Witness is a Noun, Not a Verb


I feel a great sense of inadequacy to sit down and write a blog on witness. Yet, I believe it is so essential to what we are as ekklesia (church) that I must at least try to frame why it matters and where we should focus our attention.

First, let’s clear up a common misconception: witness is a noun, not a verb. It’s about who we are, not what we do. Our actions naturally flow from our identity. Western Christianity has become so task-oriented and outreach-focused that it’s busy talking about the truth but often overlooks the character of the witness. We “go witnessing” as if talking about it is the same as “being” witness. We have so under-mined our message that it no longer resonates as true. Ironically, in our eagerness to share the Gospel, we neglect to ensure that our message is supported by authentic evidence.

So, if witness is a noun, then where is it found? 

I believe it is found in two forms.

First, it is found in our personal character that is transforming into the image of Christ! Yes, His image, that is how people see Christ (2 Corinthians 3). Without this character transformation, our message rings hollow. This matters to God, and ourselves, and is noticed specifically by people we work with and are close to us. 

Second, it is found in community. This is fascinating because it underscores the importance of the ekklesia as a kingdom society. People very close to us will see our transformed character. But what is more visible to people casually watching, such as our neighbors, is the character of our relationships and the way we live and act together. 

There are about 50 New Testament “one another” statements that define the kind of inter-acting that we should have with each other. And one of those is repeated often: Love one another. This culture that defines Christian community forms the basis of the evidence that Christ is in us. There is far greater attention given in the New Testament to the character of Christian relationships than there is to the proclaiming of the Gospel! Think about it. Don’t think I’m saying the Gospel is not important.
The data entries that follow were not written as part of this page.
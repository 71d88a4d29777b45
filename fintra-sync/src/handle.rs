//! Mounted pages.
//!
//! Mounting spawns the initial load plus a listener on the refresh signal.
//! Dropping the handle cancels any in-flight load and stops the listener.

use crate::features::Feature;
use crate::page::PageSync;
use crate::refresh::RefreshSignal;
use std::ops::Deref;
use std::sync::Arc;
use tokio::task::JoinHandle;

pub struct PageHandle<F: Feature> {
    page: Arc<PageSync<F>>,
    tasks: Vec<JoinHandle<()>>,
}

impl<F: Feature> PageHandle<F> {
    pub(crate) fn mount(page: Arc<PageSync<F>>, refresh: &RefreshSignal) -> Self {
        // Subscribe before spawning so bumps from here on are seen, and
        // nothing earlier is replayed.
        let refresh_rx = refresh.subscribe();

        let initial = {
            let page = Arc::clone(&page);
            tokio::spawn(async move {
                page.load(false).await;
            })
        };
        let listener = tokio::spawn(listen_for_refresh(Arc::clone(&page), refresh_rx));

        tracing::debug!(
            feature = F::NAME,
            workspace_id = %page.workspace().id,
            "page mounted"
        );
        Self {
            page,
            tasks: vec![initial, listener],
        }
    }

    pub fn page(&self) -> &Arc<PageSync<F>> {
        &self.page
    }

    /// Explicit unmount; same as dropping the handle.
    pub fn unmount(self) {}
}

async fn listen_for_refresh<F: Feature>(
    page: Arc<PageSync<F>>,
    mut refresh_rx: tokio::sync::watch::Receiver<u64>,
) {
    let cancel = page.cancel_token().clone();
    loop {
        tokio::select! {
            _ = cancel.cancelled() => break,
            changed = refresh_rx.changed() => {
                if changed.is_err() {
                    break;
                }
                let counter = *refresh_rx.borrow_and_update();
                if page.is_initial_loaded() {
                    tracing::debug!(feature = F::NAME, counter, "refresh triggered forced load");
                    page.load(true).await;
                } else {
                    tracing::debug!(feature = F::NAME, counter, "refresh ignored before initial load");
                }
            }
        }
    }
}

impl<F: Feature> Deref for PageHandle<F> {
    type Target = PageSync<F>;

    fn deref(&self) -> &Self::Target {
        &self.page
    }
}

impl<F: Feature> Drop for PageHandle<F> {
    fn drop(&mut self) {
        self.page.cancel_token().cancel();
        for task in &self.tasks {
            task.abort();
        }
        tracing::debug!(feature = F::NAME, "page unmounted");
    }
}
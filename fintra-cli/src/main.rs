//! Fintra CLI entry point.

use clap::Parser;
use fintra_cli::cli::Cli;
use fintra_cli::commands;
use std::process::ExitCode;

#[tokio::main]
async fn main() -> ExitCode {
    let cli = Cli::parse();
    match commands::run(cli).await {
        Ok(()) => ExitCode::SUCCESS,
        Err(err) => {
            eprintln!("fintra: {err}");
            ExitCode::FAILURE
        }
    }
}
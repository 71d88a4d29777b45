//! Receipt extraction seam.

use crate::service::RemoteResult;
use async_trait::async_trait;
use fintra_core::{ExpenseDraft, ReceiptDetails};

/// Turns a base64-encoded receipt image into structured details.
///
/// Implementations may return any subset of fields; callers treat the
/// output as a suggestion only.
#[async_trait]
pub trait ReceiptExtractor: Send + Sync {
    async fn extract(&self, image_base64: &str) -> RemoteResult<ReceiptDetails>;
}

/// Run `extractor` and merge whatever it found into `draft`.
///
/// On failure the draft is left untouched.
pub async fn prefill_draft(
    extractor: &dyn ReceiptExtractor,
    image_base64: &str,
    draft: &mut ExpenseDraft,
) -> RemoteResult<()> {
    let details = extractor.extract(image_base64).await?;
    tracing::debug!(
        items = details.items.len(),
        has_amount = details.amount.is_some(),
        "receipt extracted"
    );
    draft.apply_receipt(&details);
    Ok(())
}

#[cfg(test)]
mod tests {
    use super::*;
    use chrono::NaiveDate;
    use fintra_core::RemoteError;

    struct Fixed(RemoteResult<ReceiptDetails>);

    #[async_trait]
    impl ReceiptExtractor for Fixed {
        async fn extract(&self, _image_base64: &str) -> RemoteResult<ReceiptDetails> {
            self.0.clone()
        }
    }

    fn draft() -> ExpenseDraft {
        ExpenseDraft::new(NaiveDate::from_ymd_opt(2024, 5, 1).unwrap())
    }

    #[tokio::test]
    async fn test_prefill_applies_details() {
        let extractor = Fixed(Ok(ReceiptDetails {
            title: Some("Corner Cafe".to_string()),
            amount: Some(12.5),
            ..Default::default()
        }));
        let mut draft = draft();
        prefill_draft(&extractor, "aGVsbG8=", &mut draft).await.unwrap();
        assert_eq!(draft.title, "Corner Cafe");
        assert_eq!(draft.amount, Some(12.5));
    }

    #[tokio::test]
    async fn test_failed_extraction_leaves_draft() {
        let extractor = Fixed(Err(RemoteError::transport("extract_receipt", "offline")));
        let mut draft = draft();
        let before = draft.clone();
        assert!(prefill_draft(&extractor, "aGVsbG8=", &mut draft).await.is_err());
        assert_eq!(draft, before);
    }
}
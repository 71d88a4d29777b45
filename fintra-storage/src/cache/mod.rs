//! Workspace-scoped snapshot cache.
//!
//! Each page stores its last successful fetch as one JSON snapshot under
//! `<feature>_<workspace_id>`. The cache paints a page instantly on mount;
//! the caller always revalidates afterwards.
//!
//! # Workspace Isolation
//!
//! [`WorkspaceScopedKey`] cannot be constructed without a workspace id, so
//! switching workspaces changes every key and stale cross-workspace reads
//! are impossible.
//!
//! # Example
//!
//! ```ignore
//! let cache = WorkspaceCache::in_memory();
//! let key = WorkspaceScopedKey::new("fintra_accounts_data", workspace.id);
//!
//! if let Some(read) = cache.read::<AccountsSnapshot>(&key) {
//!     render(read.value());
//! }
//! let fresh = fetch().await?;
//! cache.write(&key, &fresh);
//! ```

pub mod freshness;
pub mod session;
pub mod traits;
pub mod workspace_cache;
pub mod workspace_key;

pub use freshness::CacheRead;
pub use session::MemorySessionStore;
pub use traits::{CacheStats, SessionStore};
pub use workspace_cache::WorkspaceCache;
pub use workspace_key::WorkspaceScopedKey;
I believe Scripture is saying that the Gospel is so important that it must have the best evidence possible to back it up!

John 17 is a crucial passage on this, among others. It’s worth quoting John 17: 20-23 here. 
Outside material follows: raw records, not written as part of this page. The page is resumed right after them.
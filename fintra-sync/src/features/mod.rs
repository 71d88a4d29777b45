//! Per-page read batches and write operations.
//!
//! A [`Feature`] names a page's cache key and the reads it needs. The write
//! operations for each page are inherent methods on
//! [`PageSync`](crate::PageSync) of that feature.

mod accounts;
mod analytics;
mod budgeting;
mod dashboard;
mod emis;
mod goals;
mod members;
mod transactions;

pub use accounts::{Accounts, AccountsSnapshot};
pub use analytics::{Analytics, AnalyticsSnapshot};
pub use budgeting::{Budgeting, BudgetingSnapshot};
pub use dashboard::{Dashboard, DashboardSnapshot};
pub use emis::{EmiSnapshot, Emis};
pub use goals::{Goals, GoalsSnapshot};
pub use members::{Members, MembersSnapshot};
pub use transactions::{Transactions, TransactionsSnapshot};

use async_trait::async_trait;
use fintra_client::{RemoteDataService, RemoteResult};
use fintra_core::{FintraResult, SyncError, Workspace};
use serde::de::DeserializeOwned;
use serde::Serialize;
use std::fmt::Debug;
use std::future::Future;

#[async_trait]
pub trait Feature: Send + Sync + 'static {
    type Snapshot: Clone + Debug + PartialEq + Serialize + DeserializeOwned + Send + Sync + 'static;

    /// Cache feature key, e.g. `fintra_accounts_data`.
    const KEY: &'static str;

    /// Human name used in logs and timeout messages.
    const NAME: &'static str;

    /// Feature part of this page's cache key. Pages that take a parameter
    /// append it, so one month or range never paints another's snapshot.
    fn cache_feature(&self) -> String {
        Self::KEY.to_string()
    }

    /// Issue every read the page needs as one batch. Any failure fails the
    /// whole batch.
    async fn fetch(
        &self,
        remote: &dyn RemoteDataService,
        workspace: &Workspace,
    ) -> FintraResult<Self::Snapshot>;
}

/// Tag a remote read with the panel it feeds, e.g. `"Accounts: offline"`.
pub(crate) async fn labelled<T>(
    label: &'static str,
    read: impl Future<Output = RemoteResult<T>>,
) -> FintraResult<T> {
    read.await.map_err(|source| {
        SyncError::Fetch {
            label: label.to_string(),
            source,
        }
        .into()
    })
}

/// Current snapshot of `page`, or `NotLoaded` before the first load lands.
pub(crate) fn loaded<F: Feature>(page: &crate::PageSync<F>) -> FintraResult<F::Snapshot> {
    page.state().data.ok_or_else(|| {
        SyncError::NotLoaded {
            feature: F::NAME.to_string(),
        }
        .into()
    })
}

/// Remove an expense locally and hand its amount back to the paying account.
pub(crate) fn drop_expense(
    expenses: &mut Vec<fintra_core::Expense>,
    accounts: &mut [fintra_core::Account],
    expense_id: fintra_core::EntityId,
) {
    let Some(pos) = expenses.iter().position(|e| e.id == expense_id) else {
        return;
    };
    let expense = expenses.remove(pos);
    if let Some(account) = expense
        .account_id
        .and_then(|id| accounts.iter_mut().find(|a| a.id == id))
    {
        if account.is_liability() {
            account.balance -= expense.amount;
        } else {
            account.balance += expense.amount;
        }
    }
}

/// Remove a top-up locally and take its amount back off the account.
pub(crate) fn drop_top_up(
    top_ups: &mut Vec<fintra_core::TopUp>,
    accounts: &mut [fintra_core::Account],
    top_up_id: fintra_core::EntityId,
) {
    let Some(pos) = top_ups.iter().position(|t| t.id == top_up_id) else {
        return;
    };
    let top_up = top_ups.remove(pos);
    if let Some(account) = accounts.iter_mut().find(|a| a.id == top_up.account_id) {
        account.balance -= top_up.amount;
    }
}
use clap::Parser;
use fintra_cli::cli::{Cli, Command, PageKind};
use fintra_cli::commands::{execute, watch};
use fintra_cli::config::{ConfigError, FintraConfig, LogConfig};
use fintra_cli::error::CliError;
use fintra_client::{AuthConfig, ClientConfig};
use fintra_core::RemoteError;
use fintra_storage::WorkspaceCache;
use fintra_sync::{SyncConfig, SyncService, WorkspaceContext};
use fintra_test_utils::{fixtures, MockRemote};
use proptest::prelude::*;
use std::io::Write;
use std::sync::Arc;
use std::time::Duration;
use uuid::Uuid;

fn base_config() -> FintraConfig {
    FintraConfig {
        client: ClientConfig {
            api_base_url: "https://project.supabase.co".to_string(),
            auth: AuthConfig {
                anon_key: "anon".to_string(),
                access_token: None,
            },
            user_id: Uuid::nil(),
            request_timeout_ms: 10_000,
        },
        sync: SyncConfig::default(),
        persistence_path: "tmp/fintra-state.json".into(),
        log: LogConfig {
            filter: "fintra=info".to_string(),
            json: false,
        },
    }
}

const SAMPLE_TOML: &str = r#"
persistence_path = "state/fintra.json"

[client]
api_base_url = "https://project.supabase.co"
user_id = "00000000-0000-0000-0000-000000000000"
request_timeout_ms = 8000

[client.auth]
anon_key = "anon"
access_token = "jwt"

[log]
filter = "fintra_sync=debug,info"
json = true
"#;

async fn service_for(remote: &Arc<MockRemote>) -> SyncService {
    let service = SyncService::new(
        remote.clone(),
        WorkspaceCache::in_memory(),
        WorkspaceContext::new(),
        SyncConfig::default(),
    );
    service.fetch_workspaces().await.unwrap();
    service
}

fn output(buf: Vec<u8>) -> String {
    String::from_utf8(buf).unwrap()
}

#[test]
fn config_base_is_valid() {
    assert!(base_config().validate().is_ok());
}

#[test]
fn config_requires_log_filter() {
    let mut config = base_config();
    config.log.filter = "  ".to_string();
    assert!(matches!(
        config.validate(),
        Err(ConfigError::InvalidValue { field: "log.filter", .. })
    ));
}

#[test]
fn config_rejects_zero_fetch_timeout() {
    let mut config = base_config();
    config.sync.fetch_timeout_ms = 0;
    assert!(matches!(config.validate(), Err(ConfigError::Invalid(_))));
}

#[test]
fn config_checks_client_section() {
    let mut config = base_config();
    config.client.api_base_url = "ftp://project".to_string();
    assert!(config.validate().is_err());
}

#[test]
fn config_parses_toml_with_default_sync() {
    let config = FintraConfig::from_toml(SAMPLE_TOML).unwrap();
    assert_eq!(config.sync.fetch_timeout_ms, 15_000);
    assert_eq!(config.client.auth.access_token.as_deref(), Some("jwt"));
    assert!(config.log.json);
    assert!(config.validate().is_ok());
}

#[test]
fn config_rejects_unknown_keys() {
    let toml = format!("{SAMPLE_TOML}\ntheme = \"dark\"\n");
    assert!(matches!(
        FintraConfig::from_toml(&toml),
        Err(ConfigError::Parse(_))
    ));
}

#[test]
fn config_loads_from_explicit_path() {
    let mut file = tempfile::NamedTempFile::new().unwrap();
    file.write_all(SAMPLE_TOML.as_bytes()).unwrap();
    let config = FintraConfig::load(Some(file.path())).unwrap();
    assert_eq!(config.client.request_timeout_ms, 8000);
}

#[test]
fn config_missing_file_is_io_error() {
    let dir = tempfile::tempdir().unwrap();
    let result = FintraConfig::load(Some(&dir.path().join("absent.toml")));
    assert!(matches!(result, Err(ConfigError::Io(_))));
}

#[test]
fn cli_parses_subcommands() {
    let cli = Cli::try_parse_from(["fintra", "--config", "f.toml", "show", "budgeting"]).unwrap();
    assert!(matches!(cli.command, Command::Show { page: PageKind::Budgeting }));

    let id = Uuid::now_v7();
    let id_arg = id.to_string();
    let cli = Cli::try_parse_from(["fintra", "delete-account", id_arg.as_str()]).unwrap();
    assert!(matches!(cli.command, Command::DeleteAccount { account_id } if account_id == id));

    let cli = Cli::try_parse_from(["fintra", "watch"]).unwrap();
    assert!(matches!(cli.command, Command::Watch { interval_secs: 60 }));

    assert!(Cli::try_parse_from(["fintra", "switch", "not-a-uuid"]).is_err());
}

#[tokio::test]
async fn workspaces_marks_current() {
    let home = fixtures::personal_workspace();
    let office = fixtures::organization_workspace();
    let remote = Arc::new(MockRemote::new());
    remote.update(|d| d.workspaces = vec![home.clone(), office.clone()]);
    let service = service_for(&remote).await;

    let mut buf = Vec::new();
    execute(&service, Command::Workspaces, &mut buf).await.unwrap();
    let text = output(buf);
    assert!(text.contains(&format!("* {}  Personal (personal, admin)", home.id)));
    assert!(text.contains(&format!("  {}  Household (organization, admin)", office.id)));
}

#[tokio::test]
async fn switch_to_unknown_workspace_fails() {
    let ws = fixtures::personal_workspace();
    let remote = Arc::new(fixtures::remote_with_accounts(&ws, Vec::new()));
    let service = service_for(&remote).await;

    let mut buf = Vec::new();
    let err = execute(&service, Command::Switch { workspace_id: Uuid::now_v7() }, &mut buf)
        .await
        .unwrap_err();
    assert!(matches!(err, CliError::Fintra(_)));
}

#[tokio::test]
async fn show_accounts_prints_balances() {
    let ws = fixtures::personal_workspace();
    let remote = Arc::new(fixtures::remote_with_accounts(
        &ws,
        vec![fixtures::account(ws.id, "Everyday", 1234.5)],
    ));
    let service = service_for(&remote).await;

    let mut buf = Vec::new();
    execute(&service, Command::Show { page: PageKind::Accounts }, &mut buf)
        .await
        .unwrap();
    let text = output(buf);
    assert!(text.contains("Everyday"));
    assert!(text.contains("1234.50"));
    assert!(text.contains("Net worth 1234.50"));
}

#[tokio::test]
async fn show_reports_blocking_fetch_error() {
    let ws = fixtures::personal_workspace();
    let remote = Arc::new(fixtures::remote_with_accounts(&ws, Vec::new()));
    remote.fail_with("get_accounts", RemoteError::transport("get_accounts", "offline"));
    let service = service_for(&remote).await;

    let mut buf = Vec::new();
    let err = execute(&service, Command::Show { page: PageKind::Accounts }, &mut buf)
        .await
        .unwrap_err();
    assert_eq!(err.to_string(), "Accounts: Accounts: offline");
}

#[tokio::test]
async fn show_members_on_personal_workspace() {
    let ws = fixtures::personal_workspace();
    let remote = Arc::new(fixtures::remote_with_accounts(&ws, Vec::new()));
    let service = service_for(&remote).await;

    let mut buf = Vec::new();
    execute(&service, Command::Show { page: PageKind::Members }, &mut buf)
        .await
        .unwrap();
    assert!(output(buf).contains("No members"));
    assert_eq!(remote.calls("get_workspace_members"), 0);
}

#[tokio::test]
async fn failed_delete_surfaces_server_message() {
    let ws = fixtures::personal_workspace();
    let account = fixtures::account(ws.id, "Savings", 50.0);
    let remote = Arc::new(fixtures::remote_with_accounts(&ws, vec![account.clone()]));
    remote.fail_with("delete_account", RemoteError::transport("delete_account", "network error"));
    let service = service_for(&remote).await;

    let mut buf = Vec::new();
    let err = execute(&service, Command::DeleteAccount { account_id: account.id }, &mut buf)
        .await
        .unwrap_err();
    assert_eq!(err.to_string(), "network error");
    assert_eq!(remote.data().accounts[&ws.id].len(), 1);
}

#[tokio::test]
async fn delete_expense_reports_success() {
    let ws = fixtures::personal_workspace();
    let expense = fixtures::expense(ws.id, None, "Coffee", 4.0);
    let remote = Arc::new(fixtures::remote_with_accounts(&ws, Vec::new()));
    remote.update(|d| {
        d.expenses.insert(ws.id, vec![expense.clone()]);
    });
    let service = service_for(&remote).await;

    let mut buf = Vec::new();
    execute(&service, Command::DeleteExpense { expense_id: expense.id }, &mut buf)
        .await
        .unwrap();
    assert!(output(buf).contains(&format!("Deleted expense {}", expense.id)));
    assert!(remote.data().expenses[&ws.id].is_empty());
}

#[tokio::test]
async fn watch_prints_revisions_until_stopped() {
    let ws = fixtures::personal_workspace();
    let remote = Arc::new(fixtures::remote_with_accounts(
        &ws,
        vec![fixtures::account(ws.id, "Wallet", 20.0)],
    ));
    let service = service_for(&remote).await;

    let mut buf = Vec::new();
    let stop = async {
        tokio::time::sleep(Duration::from_millis(120)).await;
        Ok(())
    };
    watch(&service, Duration::from_millis(10), &mut buf, stop)
        .await
        .unwrap();

    let text = output(buf);
    assert!(text.contains("[rev 1] net worth 20.00 across 1 accounts"));
    assert!(remote.calls("get_goals") >= 2);
}

#[tokio::test]
async fn watch_fails_when_stop_signal_is_unavailable() {
    let ws = fixtures::personal_workspace();
    let remote = Arc::new(fixtures::remote_with_accounts(&ws, Vec::new()));
    let service = service_for(&remote).await;

    let mut buf = Vec::new();
    let stop = async {
        Err::<(), _>(CliError::Signal(std::io::Error::other(
            "signal driver unavailable",
        )))
    };
    let err = watch(&service, Duration::from_secs(60), &mut buf, stop)
        .await
        .unwrap_err();
    assert!(matches!(err, CliError::Signal(_)));
    assert_eq!(
        err.to_string(),
        "Failed to listen for ctrl-c: signal driver unavailable"
    );
}

proptest! {
    #![proptest_config(ProptestConfig::with_cases(100))]

    /// Property: any positive timeouts validate; zero never does.
    #[test]
    fn prop_timeouts_must_be_positive(request in 0u64..100_000, fetch in 0u64..100_000) {
        let mut config = base_config();
        config.client.request_timeout_ms = request;
        config.sync.fetch_timeout_ms = fetch;
        prop_assert_eq!(config.validate().is_ok(), request > 0 && fetch > 0);
    }
}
Jesus is praying to the Father: 

“I do not ask on behalf of these alone, but for those also who believe in Me through their word; that they may all be one; even as You, Father, are in Me and I in You, that they also maybe be in Us, so that the world may believe that You sent Me.

The glory which you have given Me I have given to them, that they may be one, just as We are one; I in them and You in Me, that they may be perfected in unity, so that the world may know that You sent Me, and loved them, even as You have loved Me.”
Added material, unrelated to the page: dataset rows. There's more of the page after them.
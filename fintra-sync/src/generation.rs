//! Request generations for ordering page loads.
//!
//! Every load takes the next generation before it starts. When the load
//! completes it may only commit if its generation is still the latest one
//! handed out; otherwise a newer load owns the page and the result is
//! dropped.

use std::sync::atomic::{AtomicU64, Ordering};

/// A point in a page's load history. Larger is newer.
#[derive(Debug, Clone, Copy, PartialEq, Eq, PartialOrd, Ord, Hash)]
pub struct Generation(u64);

impl Generation {
    pub fn sequence(&self) -> u64 {
        self.0
    }
}

/// Monotonic source of [`Generation`]s for one page.
#[derive(Debug, Default)]
pub struct GenerationCounter {
    latest: AtomicU64,
}

impl GenerationCounter {
    pub fn new() -> Self {
        Self::default()
    }

    /// Start a new generation, superseding every earlier one.
    pub fn next(&self) -> Generation {
        Generation(self.latest.fetch_add(1, Ordering::SeqCst) + 1)
    }

    pub fn latest(&self) -> Generation {
        Generation(self.latest.load(Ordering::SeqCst))
    }

    pub fn is_current(&self, generation: Generation) -> bool {
        self.latest() == generation
    }
}
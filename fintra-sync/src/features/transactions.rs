use super::{drop_expense, drop_top_up, labelled, Feature};
use crate::optimistic::{confirmed_mutate, optimistic_mutate};
use crate::page::PageSync;
use async_trait::async_trait;
use fintra_client::RemoteDataService;
use fintra_core::{
    Account, EntityId, Expense, FintraResult, NewExpense, NewTopUp, RecurringIncome, TopUp,
    Workspace,
};
use serde::{Deserialize, Serialize};

/// Full history of expenses and income.
#[derive(Debug, Clone, Copy, Default)]
pub struct Transactions;

#[derive(Debug, Clone, PartialEq, Serialize, Deserialize)]
pub struct TransactionsSnapshot {
    pub expenses: Vec<Expense>,
    pub top_ups: Vec<TopUp>,
    pub recurring_incomes: Vec<RecurringIncome>,
    pub accounts: Vec<Account>,
}

#[async_trait]
impl Feature for Transactions {
    type Snapshot = TransactionsSnapshot;
    const KEY: &'static str = "fintra_transactions_data";
    const NAME: &'static str = "Transactions";

    async fn fetch(
        &self,
        remote: &dyn RemoteDataService,
        workspace: &Workspace,
    ) -> FintraResult<TransactionsSnapshot> {
        let id = workspace.id;
        let (expenses, top_ups, recurring_incomes, accounts) = tokio::try_join!(
            labelled("Expenses", remote.get_expenses(id)),
            labelled("Top-ups", remote.get_top_ups(id)),
            labelled("Recurring incomes", remote.get_recurring_incomes(id)),
            labelled("Accounts", remote.get_accounts(id)),
        )?;
        Ok(TransactionsSnapshot {
            expenses,
            top_ups,
            recurring_incomes,
            accounts,
        })
    }
}

impl PageSync<Transactions> {
    pub async fn update_expense(&self, expense_id: EntityId, expense: NewExpense) -> FintraResult<()> {
        expense.validate()?;
        confirmed_mutate(self, self.remote().update_expense(expense_id, &expense)).await
    }

    pub async fn delete_expense(&self, expense_id: EntityId) -> FintraResult<()> {
        optimistic_mutate(
            self,
            |s| drop_expense(&mut s.expenses, &mut s.accounts, expense_id),
            self.remote().delete_expense(expense_id),
        )
        .await
    }

    pub async fn update_top_up(&self, top_up_id: EntityId, top_up: NewTopUp) -> FintraResult<()> {
        top_up.validate()?;
        confirmed_mutate(self, self.remote().update_top_up(top_up_id, &top_up)).await
    }

    pub async fn delete_top_up(&self, top_up_id: EntityId) -> FintraResult<()> {
        optimistic_mutate(
            self,
            |s| drop_top_up(&mut s.top_ups, &mut s.accounts, top_up_id),
            self.remote().delete_top_up(top_up_id),
        )
        .await
    }
}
Although witness through our personal character is important, there is profound power in witness through our love for one another, modeled after the love between the Father and the Son. This concept is staggering to me. What an incredible example to follow. Yet, He grants us the power to achieve this. He gives us “the glory” so that we may be this witness!

When we are willing to return to being communities of witness that demonstrate a radically transformed way of life in relationship to each other, we will see a new generation of people asking about the hope within us. Our modern expressions of church emphasizing “Sunday Services” fall woefully short of the transformed communities that are the backbone of the Witness that we are called to be.

The Gospel of the Kingdom, and ekklesia societies within that Kingdom are not just doctrines or places we go for teaching. I believe they are the master plan by which the world is convinced that Jesus is the Messiah. If we care about souls, if we care about the lost, let’s get this right. Without witness, there is nothing.

Don’t look at this post as an answer sheet. Look at it as a provocation for you to challenge your notions about church and witness and ask God to transform your thinking. After all, Jesus already prayed this prayer on your behalf!